/// Render status bar at bottom
fn render_status_bar(frame: &mut Frame, area: Rect, app: &App) {
    let connection_style = match app.browse.connection {
        ConnectionStatus::Connected => Theme::success(),
        ConnectionStatus::Demo => Theme::warning(),
        ConnectionStatus::Connecting => Theme::warning(),
        ConnectionStatus::Error | ConnectionStatus::Disconnected => Theme::error(),
    };
    let connection = Span::styled(
        format!(" ● {} ", app.browse.connection.label()),
        connection_style,
    );

    let retry_hint = if app.browse.connection.can_retry() {
        Span::styled(" r:retry ", Theme::keybind())
    } else {
        Span::raw("")
    };

    let help = Span::styled(
        " q:quit  /:search  TAB:tabs  ←→:category  ↵:play  o:sign out ",
        Theme::dimmed(),
    );

    let status_line = Line::from(vec![connection, retry_hint, Span::raw(" │ "), help]);
    let status = Paragraph::new(status_line).style(Theme::status_bar());
    frame.render_widget(status, area);
}

/// Render the dismissible banner overlay
fn render_banner(frame: &mut Frame, area: Rect, message: &str) {
    let popup_width = 60.min(area.width.saturating_sub(4));
    let popup_height = 5;

    let popup_area = Rect {
        x: area.x + (area.width.saturating_sub(popup_width)) / 2,
        y: area.y + (area.height.saturating_sub(popup_height)) / 2,
        width: popup_width,
        height: popup_height,
    };

    frame.render_widget(Clear, popup_area);

    let banner = Paragraph::new(vec![
        Line::from(""),
        Line::from(Span::styled(message, Theme::error())),
    ])
    .alignment(Alignment::Center)
    .block(
        Block::default()
            .borders(Borders::ALL)
            .border_type(BorderType::Double)
            .border_style(Theme::error())
            .title(Span::styled(" ✗ PLAYBACK ", Theme::error()))
            .style(ratatui::style::Style::default().bg(Theme::BACKGROUND)),
    );

    frame.render_widget(banner, popup_area);
}
//! CLI command handlers
//!
//! Implements the scriptable subcommands by calling the catalog backend
//! directly. Each handler takes CLI args and Output, returns ExitCode.

use crate::api::{ApiStatus, CatalogClient};
use crate::cli::{CategoriesCmd, EpgCmd, ExitCode, LoginCmd, Output, SearchCmd, StreamsCmd};
use crate::config::Config;
use crate::models::Credential;
use crate::store::CredentialStore;

fn client(backend: Option<&str>) -> CatalogClient {
    let base_url = match backend {
        Some(url) => url.to_string(),
        None => Config::load().backend_url(),
    };
    CatalogClient::new(base_url)
}

// =============================================================================
// Session Commands
// =============================================================================

pub async fn login_cmd(cmd: LoginCmd, backend: Option<&str>, output: &Output) -> ExitCode {
    let credential = Credential {
        playlist_name: cmd.name,
        username: cmd.username,
        password: cmd.password,
        server_url: cmd.server_url,
    };
    if let Err(e) = credential.validate() {
        return output.error(e, ExitCode::InvalidArgs);
    }

    let Some(store) = CredentialStore::open_default() else {
        return output.error("Could not determine config directory", ExitCode::Error);
    };
    if let Err(e) = store.save(&credential) {
        return output.error(format!("Failed to save credential: {}", e), ExitCode::Error);
    }

    output.info("Credential saved, registering with backend...");
    match client(backend).setup(&credential).await {
        Ok(check) => {
            let code = match check.status {
                ApiStatus::Success | ApiStatus::DemoMode => ExitCode::Success,
                ApiStatus::Failure => ExitCode::NetworkError,
            };
            if let Err(e) = output.print(serde_json::json!({
                "status": match check.status {
                    ApiStatus::Success => "success",
                    ApiStatus::DemoMode => "demo_mode",
                    ApiStatus::Failure => "error",
                },
                "message": check.message,
            })) {
                return output.error(format!("Failed to serialize: {}", e), ExitCode::Error);
            }
            code
        }
        Err(e) => output.error(format!("Setup failed: {}", e), ExitCode::NetworkError),
    }
}

pub fn logout_cmd(output: &Output) -> ExitCode {
    match CredentialStore::open_default() {
        Some(store) => {
            store.clear();
            output.info("Credential removed");
            ExitCode::Success
        }
        None => output.error("Could not determine config directory", ExitCode::Error),
    }
}

// =============================================================================
// Backend Commands
// =============================================================================

pub async fn test_cmd(backend: Option<&str>, output: &Output) -> ExitCode {
    match client(backend).test_connection().await {
        Ok(check) => {
            let status = match check.status {
                ApiStatus::Success => "success",
                ApiStatus::DemoMode => "demo_mode",
                ApiStatus::Failure => "error",
            };
            if let Err(e) = output.print(serde_json::json!({
                "status": status,
                "message": check.message,
                "categories_count": check.categories_count,
            })) {
                return output.error(format!("Failed to serialize: {}", e), ExitCode::Error);
            }
            match check.status {
                ApiStatus::Failure => ExitCode::NetworkError,
                _ => ExitCode::Success,
            }
        }
        Err(e) => output.error(format!("Connection test failed: {}", e), ExitCode::NetworkError),
    }
}

pub async fn health_cmd(backend: Option<&str>, output: &Output) -> ExitCode {
    match client(backend).health().await {
        Ok(health) => {
            if let Err(e) = output.print(serde_json::json!({
                "status": health.status,
                "iptv_configured": health.iptv_configured,
            })) {
                return output.error(format!("Failed to serialize: {}", e), ExitCode::Error);
            }
            ExitCode::Success
        }
        Err(e) => output.error(format!("Health check failed: {}", e), ExitCode::NetworkError),
    }
}

pub async fn info_cmd(backend: Option<&str>, output: &Output) -> ExitCode {
    match client(backend).playlist_info().await {
        Ok(info) => {
            if let Err(e) = output.print(serde_json::json!({
                "name": info.name,
                "server": info.server,
                "status": info.status,
            })) {
                return output.error(format!("Failed to serialize: {}", e), ExitCode::Error);
            }
            ExitCode::Success
        }
        Err(e) => output.error(format!("Playlist info failed: {}", e), ExitCode::NetworkError),
    }
}

pub async fn categories_cmd(
    cmd: CategoriesCmd,
    backend: Option<&str>,
    output: &Output,
) -> ExitCode {
    let content_type = cmd.content_type.into();
    match client(backend).categories(content_type).await {
        Ok(categories) => {
            if let Err(e) = output.print(&categories) {
                return output.error(format!("Failed to serialize: {}", e), ExitCode::Error);
            }
            ExitCode::Success
        }
        Err(e) => output.error(
            format!("Categories fetch failed: {}", e),
            ExitCode::NetworkError,
        ),
    }
}

pub async fn streams_cmd(cmd: StreamsCmd, backend: Option<&str>, output: &Output) -> ExitCode {
    let content_type = cmd.content_type.into();
    output.info(format!("Fetching {} streams...", content_type));

    match client(backend)
        .streams(content_type, cmd.category.as_deref())
        .await
    {
        Ok(mut streams) => {
            if cmd.limit > 0 {
                streams.truncate(cmd.limit);
            }
            if let Err(e) = output.print(&streams) {
                return output.error(format!("Failed to serialize: {}", e), ExitCode::Error);
            }
            ExitCode::Success
        }
        Err(e) => output.error(
            format!("Streams fetch failed: {}", e),
            ExitCode::NetworkError,
        ),
    }
}

pub async fn search_cmd(cmd: SearchCmd, backend: Option<&str>, output: &Output) -> ExitCode {
    if cmd.query.trim().is_empty() {
        return output.error("Search query must not be empty", ExitCode::InvalidArgs);
    }

    output.info(format!("Searching for: {}", cmd.query));
    match client(backend).search(cmd.query.trim()).await {
        Ok(results) => {
            if let Err(e) = output.print(&results) {
                return output.error(format!("Failed to serialize: {}", e), ExitCode::Error);
            }
            ExitCode::Success
        }
        Err(e) => output.error(format!("Search failed: {}", e), ExitCode::NetworkError),
    }
}

pub async fn epg_cmd(cmd: EpgCmd, backend: Option<&str>, output: &Output) -> ExitCode {
    match client(backend).epg(cmd.stream_id, cmd.limit).await {
        Ok(epg) => {
            if let Err(e) = output.print(&epg) {
                return output.error(format!("Failed to serialize: {}", e), ExitCode::Error);
            }
            ExitCode::Success
        }
        Err(e) => output.error(format!("EPG fetch failed: {}", e), ExitCode::NetworkError),
    }
}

* * *

* INSTRUCTIONS TO FOLLOW: Reproduce exactly the first line of the listing and every line after it, through the one containing "let retry_hint = if". Nothing else belongs in the output.

* EXERCISE SOLUTION:
/// Render status bar at bottom
fn render_status_bar(frame: &mut Frame, area: Rect, app: &App) {
    let connection_style = match app.browse.connection {
        ConnectionStatus::Connected => Theme::success(),
        ConnectionStatus::Demo => Theme::warning(),
        ConnectionStatus::Connecting => Theme::warning(),
        ConnectionStatus::Error | ConnectionStatus::Disconnected => Theme::error(),
    };
    let connection = Span::styled(
        format!(" ● {} ", app.browse.connection.label()),
        connection_style,
    );

    let retry_hint = if app.browse.connection.can_retry() {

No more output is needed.